S&P 500 naik 0,71% ke 5.792,04. Nasdaq Composite menguat 0,6% menjadi 18.291,62. Sedangkan Dow Jones naik 1,03% ke level 42.512,00.
Saham teknologi memimpin penguatan, dengan Amazon dan Apple masing-masing naik lebih dari 1%, sementara Super Micro Computer melonjak hingga 4%.
Sedangkan, saham Alphabet jatuh 1,5% setelah muncul laporan bahwa Departemen Kehakiman AS sedang mempertimbangkan untuk membubarkan perusahaan tersebut.
Di sisi ekonomi, investor kini menunggu rilis data Indeks Harga Konsumen (CPI) dan Indeks Harga Produsen (PPI) untuk September yang akan diumumkan pada Kamis (10/10) dan Jumat (11/10). Kemudian, musim laporan keuangan juga akan dimulai pada Jumat, dengan JPMorgan Chase dan Wells Fargo.
Bursa Asia Bervariasi, Nikkei Pimpin Penguatan. Pasar saham Asia-Pasifik kembali bangkit pada perdagangan Rabu (9/10), setelah mengalami penurunan yang luas pada sesi sebelumnya dan karena Wall Street mengalami kenaikan semalam.
Para investor kini memfokuskan perhatian pada keputusan kebijakan dari Reserve Bank of New Zealand dan Reserve Bank of India.
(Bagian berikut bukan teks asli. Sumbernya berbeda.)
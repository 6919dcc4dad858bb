use chrono::NaiveDate;
use moka::policy::EvictionPolicy;
use moka::sync::Cache;
use serde::{Deserialize, Serialize};
use thiserror::Error;

const METERS_PER_MILE: f64 = 1609.34;

/// Number of address lookups kept by [`CachedResolver::new`].
pub const DEFAULT_ADDRESS_CACHE_CAPACITY: u64 = 100;

#[derive(Debug, Clone, Error, PartialEq)]
pub enum DistanceError {
    #[error("Distance lookup failed: {0}")]
    Lookup(String),
    #[error("Distance value is missing")]
    MissingDistance,
}

/// Turns a free-form place query into a formatted street address.
pub trait AddressResolver: Send + Sync {
    /// `None` when the provider has no result for the query.
    fn resolve(&self, query: &str) -> Option<String>;
}

/// Driving distance between two addresses, in meters.
pub trait DistanceProvider: Send + Sync {
    fn distance_meters(&self, origin: &str, destination: &str) -> Result<u64, DistanceError>;
}

/// Bounded least-recently-used cache for address lookups. A capacity of zero
/// is bumped to one.
pub fn address_cache(capacity: u64) -> Cache<String, Option<String>> {
    Cache::builder()
        .max_capacity(capacity.max(1))
        .eviction_policy(EvictionPolicy::lru())
        .build()
}

/// Memoizes an [`AddressResolver`] behind an injected LRU cache.
///
/// Misses (`None`) are cached too, so a query the provider cannot resolve is
/// not retried until it falls out of the cache.
pub struct CachedResolver<R> {
    inner: R,
    cache: Cache<String, Option<String>>,
}

impl<R: AddressResolver> CachedResolver<R> {
    pub fn new(inner: R) -> Self {
        Self::with_cache(inner, address_cache(DEFAULT_ADDRESS_CACHE_CAPACITY))
    }

    pub fn with_capacity(inner: R, capacity: u64) -> Self {
        Self::with_cache(inner, address_cache(capacity))
    }

    pub fn with_cache(inner: R, cache: Cache<String, Option<String>>) -> Self {
        Self { inner, cache }
    }

    /// Entries currently held, after pending evictions are applied.
    pub fn cached_len(&self) -> u64 {
        self.cache.run_pending_tasks();
        self.cache.entry_count()
    }
}

impl<R: AddressResolver> AddressResolver for CachedResolver<R> {
    fn resolve(&self, query: &str) -> Option<String> {
        if let Some(hit) = self.cache.get(query) {
            tracing::debug!(query, "address cache hit");
            return hit;
        }

        let resolved = self.inner.resolve(query);
        self.cache.insert(query.to_string(), resolved.clone());
        resolved
    }
}

/// Convert a distance in meters to whole miles, rounding to the nearest mile.
pub fn meters_to_miles(meters: u64) -> u32 {
    (meters as f64 / METERS_PER_MILE).round() as u32
}

#[derive(Debug, Clone, PartialEq, Eq, Serialize, Deserialize)]
pub struct Location {
    pub name: String,
    pub address: String,
}

impl Location {
    pub fn new(name: impl Into<String>, address: impl Into<String>) -> Self {
        Self { name: name.into(), address: address.into() }
    }
}

#[derive(Debug, Clone, PartialEq, Eq, Serialize, Deserialize)]
pub struct Trip {
    pub date: NaiveDate,
    pub start_location_name: String,
    pub start_location_address: String,
    pub end_location_name: String,
    pub end_location_address: String,
    pub total_mileage: u32,
}

#[derive(Debug, Clone, Default)]
pub struct TripLog {
    trips: Vec<Trip>,
}

impl TripLog {
    pub fn new(trips: Vec<Trip>) -> Self {
        Self { trips }
    }

    pub fn push(&mut self, trip: Trip) {
        self.trips.push(trip);
    }

    pub fn trips(&self) -> &[Trip] {
        &self.trips
    }

    /// Mileage of an already logged trip between the two named locations,
    /// in either direction.
    pub fn known_mileage(&self, start_name: &str, end_name: &str) -> Option<u32> {
        self.trips
            .iter()
            .find(|t| {
                (t.start_location_name == start_name && t.end_location_name == end_name)
                    || (t.start_location_name == end_name && t.end_location_name == start_name)
            })
            .map(|t| t.total_mileage)
    }
}

/// Mileage for a trip, reusing a logged trip between the same locations
/// before asking the distance provider.
pub fn trip_mileage<P: DistanceProvider + ?Sized>(
    log: &TripLog,
    provider: &P,
    start: &Location,
    end: &Location,
) -> Result<u32, DistanceError> {
    if let Some(miles) = log.known_mileage(&start.name, &end.name) {
        tracing::debug!(start = %start.name, end = %end.name, miles, "reusing logged trip mileage");
        return Ok(miles);
    }
    match provider.distance_meters(&start.address, &end.address)? {
        0 => Err(DistanceError::MissingDistance),
        meters => Ok(meters_to_miles(meters)),
    }
}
Bank sentral Selandia Baru diperkirakan akan memangkas suku bunga kebijakan sebesar 50bps menjadi 4,75%, sementara RBI diperkirakan akan mempertahankan suku bunga di angka 6,5%.
Indeks Nikkei 225 Jepang naik 0,9%, sementara Topix meningkat 0,3%. Sementara, indeks Hang Seng Hong Kong turun 1,4% dan China daratan anjlok lebih dari 6%.
Indeks S&P/ASX 200 Australia naik tipis 0,13% dan Taiex Taiwan menguat 0,21%. Sementara pasar Korea Selatan ditutup karena libur nasional, hari hangeul. (Source: Kontan, Investor Daily, Bloomberg)
Trading Idea hari ini: BRMS, PNLF, BREN, RAJA, ERAA, dan SMGR
–BRMS Spec Buy dengan area beli di 270, cutloss jika break di bawah 260. Jika tidak break di bawah 270, potensi naik ke 276-280 short term.
–PNLF Spec Buy dengan area beli di 434, cutloss jika break di bawah 430. Jika tidak break di bawah 430, potensi naik ke 440-446 short term.
–BREN Spec Buy dengan area beli di 6600, cutloss jika break di bawah 6525. Jika tidak break di bawah 6525, potensi naik ke 6650-6750 short term.
–RAJA Buy on Weakness dengan area beli di 1800, cutloss jika break di bawah 1760. Jika tidak break di bawah 1800, potensi naik ke 1900-1940 short term.
–ERAA Spec Buy dengan area beli di 434, cutloss jika break di bawah 430. Jika tidak break di bawah 434, potensi naik ke 444-452 short term.
–SMGR Spec Buy dengan area beli di 4000, cutloss jika break di bawah 3900. Jika tidak break di bawah 4000, potensi naik ke 4040-4070 short term.